(What you have to do)
From the entries below, transcribe exactly the lines between the line holding "filename crates/skillgate-server/src/sync/engine.rs" and the line holding "any open transaction.", inclusive; skip all other lines.

(Input)
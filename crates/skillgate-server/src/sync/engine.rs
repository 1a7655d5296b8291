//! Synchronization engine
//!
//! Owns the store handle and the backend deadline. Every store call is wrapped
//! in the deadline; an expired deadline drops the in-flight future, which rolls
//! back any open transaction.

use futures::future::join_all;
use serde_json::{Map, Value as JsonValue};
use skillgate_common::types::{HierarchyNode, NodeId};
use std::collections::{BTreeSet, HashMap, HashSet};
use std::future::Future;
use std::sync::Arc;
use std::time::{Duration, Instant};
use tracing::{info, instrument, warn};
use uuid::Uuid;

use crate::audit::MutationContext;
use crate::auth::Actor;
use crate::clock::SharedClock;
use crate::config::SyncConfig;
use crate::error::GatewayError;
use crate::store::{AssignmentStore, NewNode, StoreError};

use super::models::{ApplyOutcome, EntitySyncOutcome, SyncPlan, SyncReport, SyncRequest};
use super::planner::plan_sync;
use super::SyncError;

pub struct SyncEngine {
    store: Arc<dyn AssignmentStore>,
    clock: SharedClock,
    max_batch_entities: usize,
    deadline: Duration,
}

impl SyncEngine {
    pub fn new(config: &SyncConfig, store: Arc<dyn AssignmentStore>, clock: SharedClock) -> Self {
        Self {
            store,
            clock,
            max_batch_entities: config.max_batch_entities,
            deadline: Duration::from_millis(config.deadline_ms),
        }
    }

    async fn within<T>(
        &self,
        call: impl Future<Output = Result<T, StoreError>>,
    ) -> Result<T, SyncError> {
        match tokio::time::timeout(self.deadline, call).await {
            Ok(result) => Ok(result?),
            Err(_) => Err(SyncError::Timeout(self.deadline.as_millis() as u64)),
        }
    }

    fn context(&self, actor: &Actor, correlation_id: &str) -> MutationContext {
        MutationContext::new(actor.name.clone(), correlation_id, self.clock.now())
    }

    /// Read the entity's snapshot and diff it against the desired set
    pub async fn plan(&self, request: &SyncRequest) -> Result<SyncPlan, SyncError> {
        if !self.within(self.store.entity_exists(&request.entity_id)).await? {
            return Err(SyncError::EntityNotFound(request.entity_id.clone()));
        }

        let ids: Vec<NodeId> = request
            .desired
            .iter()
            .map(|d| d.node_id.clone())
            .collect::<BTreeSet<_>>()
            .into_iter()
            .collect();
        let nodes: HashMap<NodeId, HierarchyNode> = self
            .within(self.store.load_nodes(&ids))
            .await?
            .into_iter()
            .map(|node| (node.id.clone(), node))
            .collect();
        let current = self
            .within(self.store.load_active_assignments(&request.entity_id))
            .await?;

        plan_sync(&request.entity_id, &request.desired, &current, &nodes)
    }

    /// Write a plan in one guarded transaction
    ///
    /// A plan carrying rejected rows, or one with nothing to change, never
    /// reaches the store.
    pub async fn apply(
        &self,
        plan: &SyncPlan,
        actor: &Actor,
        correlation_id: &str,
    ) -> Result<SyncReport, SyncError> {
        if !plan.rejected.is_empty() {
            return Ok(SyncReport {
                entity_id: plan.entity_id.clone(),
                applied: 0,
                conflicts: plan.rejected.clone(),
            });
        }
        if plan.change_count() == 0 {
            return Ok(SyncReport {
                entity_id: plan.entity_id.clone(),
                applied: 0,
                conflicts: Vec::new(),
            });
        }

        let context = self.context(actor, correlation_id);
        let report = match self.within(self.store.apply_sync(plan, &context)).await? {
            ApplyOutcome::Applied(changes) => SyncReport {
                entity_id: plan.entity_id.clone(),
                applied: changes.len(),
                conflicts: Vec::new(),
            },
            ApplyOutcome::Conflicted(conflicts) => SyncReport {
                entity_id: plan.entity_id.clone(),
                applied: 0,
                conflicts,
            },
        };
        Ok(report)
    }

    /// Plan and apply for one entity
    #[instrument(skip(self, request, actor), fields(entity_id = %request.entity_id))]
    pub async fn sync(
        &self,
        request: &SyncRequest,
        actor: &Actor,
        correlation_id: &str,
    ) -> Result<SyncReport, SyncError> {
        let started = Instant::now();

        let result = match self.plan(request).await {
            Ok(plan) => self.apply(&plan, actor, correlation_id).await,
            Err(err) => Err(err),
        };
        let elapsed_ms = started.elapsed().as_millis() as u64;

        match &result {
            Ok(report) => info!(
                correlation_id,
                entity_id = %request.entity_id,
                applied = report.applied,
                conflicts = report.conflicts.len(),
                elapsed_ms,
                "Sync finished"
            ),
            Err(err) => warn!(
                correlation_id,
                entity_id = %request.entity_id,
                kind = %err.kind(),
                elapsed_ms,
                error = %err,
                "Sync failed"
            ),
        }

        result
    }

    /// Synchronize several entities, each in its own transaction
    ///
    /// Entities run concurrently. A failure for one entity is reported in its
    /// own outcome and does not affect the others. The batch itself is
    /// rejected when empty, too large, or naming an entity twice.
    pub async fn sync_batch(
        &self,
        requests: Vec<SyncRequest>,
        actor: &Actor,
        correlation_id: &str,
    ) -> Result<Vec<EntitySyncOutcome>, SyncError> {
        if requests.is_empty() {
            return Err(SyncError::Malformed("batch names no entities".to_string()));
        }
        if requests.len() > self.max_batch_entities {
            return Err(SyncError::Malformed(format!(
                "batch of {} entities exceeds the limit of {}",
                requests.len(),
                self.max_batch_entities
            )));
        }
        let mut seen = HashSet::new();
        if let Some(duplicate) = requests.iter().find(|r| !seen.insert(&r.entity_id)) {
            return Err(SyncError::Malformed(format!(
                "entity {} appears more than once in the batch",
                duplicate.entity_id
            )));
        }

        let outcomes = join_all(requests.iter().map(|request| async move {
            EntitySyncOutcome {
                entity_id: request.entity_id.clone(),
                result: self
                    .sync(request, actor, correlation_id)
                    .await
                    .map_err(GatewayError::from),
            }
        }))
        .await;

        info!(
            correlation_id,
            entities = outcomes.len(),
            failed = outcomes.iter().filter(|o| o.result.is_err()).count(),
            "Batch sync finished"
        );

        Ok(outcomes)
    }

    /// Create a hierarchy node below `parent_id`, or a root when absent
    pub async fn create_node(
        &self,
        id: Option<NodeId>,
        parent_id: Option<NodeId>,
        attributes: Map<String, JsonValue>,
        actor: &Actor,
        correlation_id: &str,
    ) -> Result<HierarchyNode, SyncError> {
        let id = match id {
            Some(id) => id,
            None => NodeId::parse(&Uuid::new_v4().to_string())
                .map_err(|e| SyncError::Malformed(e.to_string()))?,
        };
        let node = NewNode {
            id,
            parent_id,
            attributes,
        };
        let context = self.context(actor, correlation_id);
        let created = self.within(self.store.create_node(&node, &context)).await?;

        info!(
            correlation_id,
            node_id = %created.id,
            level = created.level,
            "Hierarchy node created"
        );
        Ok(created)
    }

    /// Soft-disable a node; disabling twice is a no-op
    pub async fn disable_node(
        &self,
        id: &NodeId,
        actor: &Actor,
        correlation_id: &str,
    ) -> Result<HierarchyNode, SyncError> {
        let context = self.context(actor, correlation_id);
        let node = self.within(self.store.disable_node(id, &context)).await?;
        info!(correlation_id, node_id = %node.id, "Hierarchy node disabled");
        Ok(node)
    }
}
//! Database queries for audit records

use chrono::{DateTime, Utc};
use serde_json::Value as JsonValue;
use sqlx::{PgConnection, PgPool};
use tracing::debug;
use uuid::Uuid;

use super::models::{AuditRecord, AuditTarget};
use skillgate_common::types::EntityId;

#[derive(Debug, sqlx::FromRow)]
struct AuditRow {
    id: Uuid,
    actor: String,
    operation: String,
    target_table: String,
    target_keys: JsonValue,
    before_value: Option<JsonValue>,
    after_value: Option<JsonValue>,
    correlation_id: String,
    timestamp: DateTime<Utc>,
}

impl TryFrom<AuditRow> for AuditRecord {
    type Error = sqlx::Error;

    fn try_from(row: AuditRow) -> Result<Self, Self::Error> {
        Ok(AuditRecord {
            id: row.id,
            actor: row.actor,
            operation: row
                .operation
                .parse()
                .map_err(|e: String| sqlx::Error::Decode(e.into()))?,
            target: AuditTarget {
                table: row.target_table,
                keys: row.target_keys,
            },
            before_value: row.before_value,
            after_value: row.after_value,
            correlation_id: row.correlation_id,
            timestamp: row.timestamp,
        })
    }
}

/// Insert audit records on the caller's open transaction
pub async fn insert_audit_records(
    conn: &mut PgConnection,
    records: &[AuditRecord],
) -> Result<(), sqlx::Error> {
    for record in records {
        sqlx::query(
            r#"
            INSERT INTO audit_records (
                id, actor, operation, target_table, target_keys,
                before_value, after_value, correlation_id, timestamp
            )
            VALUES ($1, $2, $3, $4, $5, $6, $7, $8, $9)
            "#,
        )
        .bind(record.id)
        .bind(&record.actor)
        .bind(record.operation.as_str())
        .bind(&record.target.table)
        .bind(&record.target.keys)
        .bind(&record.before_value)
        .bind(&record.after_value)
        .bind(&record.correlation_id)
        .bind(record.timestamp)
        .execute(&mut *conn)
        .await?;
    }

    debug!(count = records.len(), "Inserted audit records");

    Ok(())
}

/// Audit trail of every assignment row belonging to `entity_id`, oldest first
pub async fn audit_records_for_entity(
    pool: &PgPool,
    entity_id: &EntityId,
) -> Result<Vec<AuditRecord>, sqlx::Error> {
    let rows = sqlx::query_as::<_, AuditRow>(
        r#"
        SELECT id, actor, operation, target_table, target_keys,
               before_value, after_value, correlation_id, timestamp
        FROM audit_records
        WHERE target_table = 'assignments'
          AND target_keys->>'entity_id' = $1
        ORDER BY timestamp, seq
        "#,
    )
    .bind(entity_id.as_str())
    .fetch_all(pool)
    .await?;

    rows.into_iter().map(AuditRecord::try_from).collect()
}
* * *
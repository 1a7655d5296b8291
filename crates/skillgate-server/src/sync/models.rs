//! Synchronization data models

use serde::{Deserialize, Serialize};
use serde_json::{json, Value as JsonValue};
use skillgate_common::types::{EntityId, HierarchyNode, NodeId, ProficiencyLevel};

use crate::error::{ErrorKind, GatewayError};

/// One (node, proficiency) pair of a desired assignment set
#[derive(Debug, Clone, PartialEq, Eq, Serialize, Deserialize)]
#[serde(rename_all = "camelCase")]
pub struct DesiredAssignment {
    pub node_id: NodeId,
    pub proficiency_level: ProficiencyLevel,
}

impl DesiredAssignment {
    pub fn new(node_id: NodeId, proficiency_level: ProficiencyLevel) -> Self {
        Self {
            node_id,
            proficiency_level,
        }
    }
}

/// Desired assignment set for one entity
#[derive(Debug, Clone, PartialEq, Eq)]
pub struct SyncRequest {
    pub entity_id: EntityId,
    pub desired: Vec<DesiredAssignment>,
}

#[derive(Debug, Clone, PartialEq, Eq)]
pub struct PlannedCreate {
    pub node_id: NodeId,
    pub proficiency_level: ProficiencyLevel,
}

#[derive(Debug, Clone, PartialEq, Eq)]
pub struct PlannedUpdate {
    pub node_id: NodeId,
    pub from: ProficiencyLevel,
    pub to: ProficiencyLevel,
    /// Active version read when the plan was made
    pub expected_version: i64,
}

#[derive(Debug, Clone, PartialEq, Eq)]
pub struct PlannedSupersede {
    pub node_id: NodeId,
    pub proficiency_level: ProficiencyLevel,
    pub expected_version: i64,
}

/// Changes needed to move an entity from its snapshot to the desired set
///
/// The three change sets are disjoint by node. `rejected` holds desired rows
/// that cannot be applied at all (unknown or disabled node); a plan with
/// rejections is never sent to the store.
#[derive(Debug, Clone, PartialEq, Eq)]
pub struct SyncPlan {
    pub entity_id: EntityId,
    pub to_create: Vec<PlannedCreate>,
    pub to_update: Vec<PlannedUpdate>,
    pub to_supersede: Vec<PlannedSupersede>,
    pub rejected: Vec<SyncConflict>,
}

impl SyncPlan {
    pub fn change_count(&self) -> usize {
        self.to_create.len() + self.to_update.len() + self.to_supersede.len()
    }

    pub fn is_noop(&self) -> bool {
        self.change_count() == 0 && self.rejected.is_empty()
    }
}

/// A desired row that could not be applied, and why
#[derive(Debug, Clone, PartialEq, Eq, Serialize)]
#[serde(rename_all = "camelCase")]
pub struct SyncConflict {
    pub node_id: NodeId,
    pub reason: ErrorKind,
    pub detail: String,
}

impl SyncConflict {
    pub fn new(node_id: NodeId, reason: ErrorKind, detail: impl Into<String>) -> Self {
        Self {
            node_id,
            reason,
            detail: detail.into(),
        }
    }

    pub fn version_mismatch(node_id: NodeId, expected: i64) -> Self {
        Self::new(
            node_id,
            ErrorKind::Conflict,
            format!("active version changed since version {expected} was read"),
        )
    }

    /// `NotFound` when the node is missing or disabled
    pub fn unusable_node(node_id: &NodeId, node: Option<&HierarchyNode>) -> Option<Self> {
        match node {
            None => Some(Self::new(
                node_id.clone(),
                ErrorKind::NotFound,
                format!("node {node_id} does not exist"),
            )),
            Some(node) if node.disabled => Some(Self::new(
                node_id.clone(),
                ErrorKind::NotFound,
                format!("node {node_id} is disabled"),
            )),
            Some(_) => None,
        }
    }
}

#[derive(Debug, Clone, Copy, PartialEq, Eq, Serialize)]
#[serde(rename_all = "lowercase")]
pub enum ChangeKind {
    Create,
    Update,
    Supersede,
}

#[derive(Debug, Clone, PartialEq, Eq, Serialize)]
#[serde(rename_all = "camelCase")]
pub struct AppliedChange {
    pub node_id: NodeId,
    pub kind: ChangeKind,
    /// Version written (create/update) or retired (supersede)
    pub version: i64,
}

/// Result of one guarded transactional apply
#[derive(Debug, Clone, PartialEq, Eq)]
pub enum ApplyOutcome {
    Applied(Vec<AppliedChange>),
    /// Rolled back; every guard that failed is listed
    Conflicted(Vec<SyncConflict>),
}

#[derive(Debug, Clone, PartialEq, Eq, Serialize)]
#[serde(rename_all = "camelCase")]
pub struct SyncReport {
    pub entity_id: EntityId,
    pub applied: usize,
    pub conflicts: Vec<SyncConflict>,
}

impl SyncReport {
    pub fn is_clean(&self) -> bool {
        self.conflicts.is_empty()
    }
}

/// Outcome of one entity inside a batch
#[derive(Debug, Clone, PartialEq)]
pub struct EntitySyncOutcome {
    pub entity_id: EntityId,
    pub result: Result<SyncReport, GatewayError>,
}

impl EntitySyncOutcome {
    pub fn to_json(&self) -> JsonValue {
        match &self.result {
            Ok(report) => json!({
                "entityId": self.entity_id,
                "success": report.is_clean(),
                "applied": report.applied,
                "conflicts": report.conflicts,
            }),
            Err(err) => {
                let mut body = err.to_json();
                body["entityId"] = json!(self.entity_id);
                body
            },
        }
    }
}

(Answer for this exercise)
filename crates/skillgate-server/src/sync/engine.rs
repository 1a7655d5296b8291
//! Synchronization engine
//!
//! Owns the store handle and the backend deadline. Every store call is wrapped
//! in the deadline; an expired deadline drops the in-flight future, which rolls
//! back any open transaction.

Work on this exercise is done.